Choose Death: Revisiting TWILIGHT's Junky Delirium.

Posted on 07:50 by jackichain

"Young girl with fire / something said she understood /
I wanted to fly / she made me feel like I could...." 
- Neil Diamond  ("Shilo" - song about his childhood anima playmate)

"but we can fly... with these!" -  John Lennon 
(showing heroin pills [?] to Yoko  - John and Yoko: A Love Story TVM- 1985)

"You're like my own private brand of heroin"
--Edward Cullen (to Bella)

"When you're on junk you don't drink" - W.S. Burroughs (Junky)

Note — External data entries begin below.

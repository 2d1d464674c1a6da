//! Configuration error types

use thiserror::Error;

/// Configuration error type
#[derive(Debug, Error)]
pub enum ConfigError {
    /// Range validation error
    #[error("Invalid range for field '{field}': {value} not in {min}..={max}. {hint}")]
    Range {
        field: String,
        value: String,
        min: String,
        max: String,
        hint: String,
    },

    /// Fusion weights do not add up to one
    #[error("Fusion weights must sum to 1.0 (got {sum:.6}): structural={structural}, lexical={lexical}, embedding={embedding}")]
    WeightSum {
        sum: f64,
        structural: f64,
        lexical: f64,
        embedding: f64,
    },

    /// A field required by the selected option is absent
    #[error("Missing field '{field}'. {hint}")]
    MissingField { field: String, hint: String },

    /// Missing version field in YAML
    #[error("Missing 'version' field in configuration file. Add 'version: 1' to the top of your YAML file.")]
    MissingVersion,

    /// Unsupported version
    #[error("Unsupported configuration version {found}. Supported versions: {}", supported.iter().map(|v| v.to_string()).collect::<Vec<_>>().join(", "))]
    UnsupportedVersion { found: u32, supported: Vec<u32> },

    /// Unknown preset name
    #[error("Unknown preset '{0}'. Valid presets: fast, balanced, thorough")]
    UnknownPreset(String),

    /// IO error
    #[error("IO error: {0}")]
    Io(#[from] std::io::Error),

    /// YAML parsing error
    #[error("YAML parsing error: {0}")]
    Yaml(#[from] serde_yaml::Error),
}

/// Configuration result type
pub type ConfigResult<T> = Result<T, ConfigError>;

impl ConfigError {
    /// Create a range error with a hint
    pub fn range_with_hint(
        field: impl Into<String>,
        value: impl ToString,
        min: impl ToString,
        max: impl ToString,
        hint: impl Into<String>,
    ) -> Self {
        Self::Range {
            field: field.into(),
            value: value.to_string(),
            min: min.to_string(),
            max: max.to_string(),
            hint: hint.into(),
        }
    }

    /// Create a missing-field error with a hint
    pub fn missing_field(field: impl Into<String>, hint: impl Into<String>) -> Self {
        Self::MissingField {
            field: field.into(),
            hint: hint.into(),
        }
    }
}
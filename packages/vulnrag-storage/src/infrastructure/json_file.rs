//! JSON-file embedding cache with periodic flush
//!
//! Reads and writes go to an in-memory map; the whole map is written back to
//! disk every `flush_every` puts, on explicit `flush`, and on drop. The file
//! write is atomic (tmp file + rename), so concurrent readers never observe a
//! half-written cache.

use dashmap::DashMap;
use std::collections::{BTreeMap, HashMap};
use std::fs::{self, OpenOptions};
use std::io::Write;
use std::path::{Path, PathBuf};
use std::sync::atomic::{AtomicUsize, Ordering};
use std::sync::Mutex;
use tracing::{debug, warn};

use crate::domain::EmbeddingCache;
use crate::{Result, StorageError};

/// Embedding cache persisted as a single JSON object `{key: [f64, ...]}`.
#[derive(Debug)]
pub struct JsonFileEmbeddingCache {
    path: PathBuf,
    entries: DashMap<String, Vec<f64>>,
    pending: AtomicUsize,
    flush_every: usize,
    write_lock: Mutex<()>,
}

impl JsonFileEmbeddingCache {
    /// Open (or create on first flush) the cache file at `path`.
    ///
    /// `flush_every` is clamped to at least 1.
    pub fn open(path: impl AsRef<Path>, flush_every: usize) -> Result<Self> {
        let path = path.as_ref().to_path_buf();
        let entries = DashMap::new();

        if path.exists() {
            let content = fs::read_to_string(&path)?;
            if !content.trim().is_empty() {
                let loaded: HashMap<String, Vec<f64>> = serde_json::from_str(&content)?;
                for (key, value) in loaded {
                    entries.insert(key, value);
                }
            }
            debug!(path = %path.display(), entries = entries.len(), "loaded embedding cache");
        }

        Ok(Self {
            path,
            entries,
            pending: AtomicUsize::new(0),
            flush_every: flush_every.max(1),
            write_lock: Mutex::new(()),
        })
    }

    pub fn path(&self) -> &Path {
        &self.path
    }

    fn write_snapshot(&self) -> Result<()> {
        let _guard = self
            .write_lock
            .lock()
            .map_err(|_| StorageError::config("cache write lock poisoned"))?;

        let snapshot: BTreeMap<String, Vec<f64>> = self
            .entries
            .iter()
            .map(|entry| (entry.key().clone(), entry.value().clone()))
            .collect();
        let bytes = serde_json::to_vec(&snapshot)?;

        if let Some(parent) = self.path.parent() {
            if !parent.as_os_str().is_empty() {
                fs::create_dir_all(parent)?;
            }
        }

        // Atomic write: tmp file + rename
        let tmp_path = self.path.with_extension("tmp");
        {
            let mut file = OpenOptions::new()
                .create(true)
                .write(true)
                .truncate(true)
                .open(&tmp_path)?;
            file.write_all(&bytes)?;
            file.sync_all()?;
        }
        fs::rename(&tmp_path, &self.path)?;

        self.pending.store(0, Ordering::Release);
        debug!(path = %self.path.display(), entries = snapshot.len(), "flushed embedding cache");
        Ok(())
    }
}

impl EmbeddingCache for JsonFileEmbeddingCache {
    fn get(&self, key: &str) -> Result<Option<Vec<f64>>> {
        Ok(self.entries.get(key).map(|entry| entry.value().clone()))
    }

    fn put(&self, key: &str, embedding: Vec<f64>) -> Result<()> {
        self.entries.insert(key.to_string(), embedding);
        let pending = self.pending.fetch_add(1, Ordering::AcqRel) + 1;
        if pending >= self.flush_every {
            self.write_snapshot()?;
        }
        Ok(())
    }

    fn flush(&self) -> Result<()> {
        if self.pending.load(Ordering::Acquire) == 0 && self.path.exists() {
            return Ok(());
        }
        self.write_snapshot()
    }

    fn len(&self) -> Result<usize> {
        Ok(self.entries.len())
    }

    fn backend_name(&self) -> &'static str {
        "json"
    }
}

impl Drop for JsonFileEmbeddingCache {
    fn drop(&mut self) {
        if self.pending.load(Ordering::Acquire) > 0 {
            if let Err(err) = self.write_snapshot() {
                warn!(path = %self.path.display(), error = %err, "failed to flush embedding cache on drop");
            }
        }
    }
}

#[cfg(test)]
mod tests {
    use super::*;
    use tempfile::TempDir;

    #[test]
    fn test_flush_and_reload() {
        let dir = TempDir::new().unwrap();
        let path = dir.path().join("cache.json");

        {
            let cache = JsonFileEmbeddingCache::open(&path, 100).unwrap();
            cache.put("a", vec![0.5, 0.25]).unwrap();
            assert!(!path.exists(), "below flush threshold");
            cache.flush().unwrap();
            assert!(path.exists());
        }

        let reopened = JsonFileEmbeddingCache::open(&path, 100).unwrap();
        assert_eq!(reopened.get("a").unwrap(), Some(vec![0.5, 0.25]));
    }

    #[test]
    fn test_periodic_flush() {
        let dir = TempDir::new().unwrap();
        let path = dir.path().join("cache.json");

        let cache = JsonFileEmbeddingCache::open(&path, 2).unwrap();
        cache.put("a", vec![1.0]).unwrap();
        assert!(!path.exists());
        cache.put("b", vec![2.0]).unwrap();
        assert!(path.exists());

        let on_disk: HashMap<String, Vec<f64>> =
            serde_json::from_str(&fs::read_to_string(&path).unwrap()).unwrap();
        assert_eq!(on_disk.len(), 2);
    }

    #[test]
    fn test_drop_flushes_pending_writes() {
        let dir = TempDir::new().unwrap();
        let path = dir.path().join("nested").join("cache.json");

        {
            let cache = JsonFileEmbeddingCache::open(&path, 1000).unwrap();
            cache.put("k", vec![3.0]).unwrap();
        }

        let reopened = JsonFileEmbeddingCache::open(&path, 1000).unwrap();
        assert_eq!(reopened.get("k").unwrap(), Some(vec![3.0]));
    }

    #[test]
    fn test_no_tmp_file_left_behind() {
        let dir = TempDir::new().unwrap();
        let path = dir.path().join("cache.json");
        let cache = JsonFileEmbeddingCache::open(&path, 1).unwrap();
        cache.put("k", vec![1.0]).unwrap();

        let tmp_files: Vec<_> = fs::read_dir(dir.path())
            .unwrap()
            .filter_map(|e| e.ok())
            .filter(|e| e.path().extension() == Some(std::ffi::OsStr::new("tmp")))
            .collect();
        assert!(tmp_files.is_empty());
    }

    #[test]
    fn test_corrupt_file_is_an_error() {
        let dir = TempDir::new().unwrap();
        let path = dir.path().join("cache.json");
        fs::write(&path, "{not json").unwrap();

        let err = JsonFileEmbeddingCache::open(&path, 1).unwrap_err();
        assert_eq!(err.kind, crate::ErrorKind::Serialization);
    }
}
//! Retrieval and embedding errors

use std::path::PathBuf;
use thiserror::Error;

/// Index loading, building or search failure
#[derive(Debug, Error)]
pub enum RetrievalError {
    /// A required index artifact does not exist
    #[error("missing index artifact: {}", path.display())]
    MissingArtifact { path: PathBuf },

    /// An artifact exists but is unreadable or disagrees with its siblings
    #[error("corrupt index artifact {}: {reason}", path.display())]
    CorruptArtifact { path: PathBuf, reason: String },

    #[error("IO error on {}: {source}", path.display())]
    Io {
        path: PathBuf,
        #[source]
        source: std::io::Error,
    },

    /// Corpus file rejected by the index builder
    #[error("invalid corpus: {0}")]
    InvalidCorpus(String),

    #[error("invalid argument: {0}")]
    InvalidArgument(String),
}

impl RetrievalError {
    pub fn corrupt(path: impl Into<PathBuf>, reason: impl Into<String>) -> Self {
        Self::CorruptArtifact {
            path: path.into(),
            reason: reason.into(),
        }
    }

    pub fn io(path: impl Into<PathBuf>, source: std::io::Error) -> Self {
        Self::Io {
            path: path.into(),
            source,
        }
    }
}

/// Embedding provider failure
#[derive(Debug, Error)]
pub enum EmbeddingError {
    /// No provider is configured (e.g. built without the `openai` feature)
    #[error("embedding provider unavailable: {0}")]
    Unavailable(String),

    #[error("missing API key: set {0}")]
    MissingApiKey(&'static str),

    #[error("embedding request failed: {0}")]
    Request(String),

    #[error("embedding service returned HTTP {status}: {body}")]
    Http { status: u16, body: String },

    #[error("invalid embedding response: {0}")]
    InvalidResponse(String),

    #[error("embedding dimension mismatch: expected {expected}, got {found}")]
    DimensionMismatch { expected: usize, found: usize },
}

"I never drink... wine." - Dracula

"My name is Bela Lugosi... I've been a morphine addict for twenty years."
-- (Martin Landau) - Ed Wood

Bella, flanked by cumbersome breathers
Vampirism is every girl's dream if she be faire and smart enough to see when a hottie in the mirror looketh back and to know, if she's ever to bid surcease time's incessant pawing, it's now or never. Small price, killing off your inner Snow White soul via a lugubrious huntsman, to keep that hottie smiling back. And if there's no such thing as vampirism or eternal youth, well, some drugs come close. Slowing things down, killing the appetite and sleep cycle, drugs, love, and vampirism replace glazed-eyed homogenous breather-eater lockstep with an unending thirst.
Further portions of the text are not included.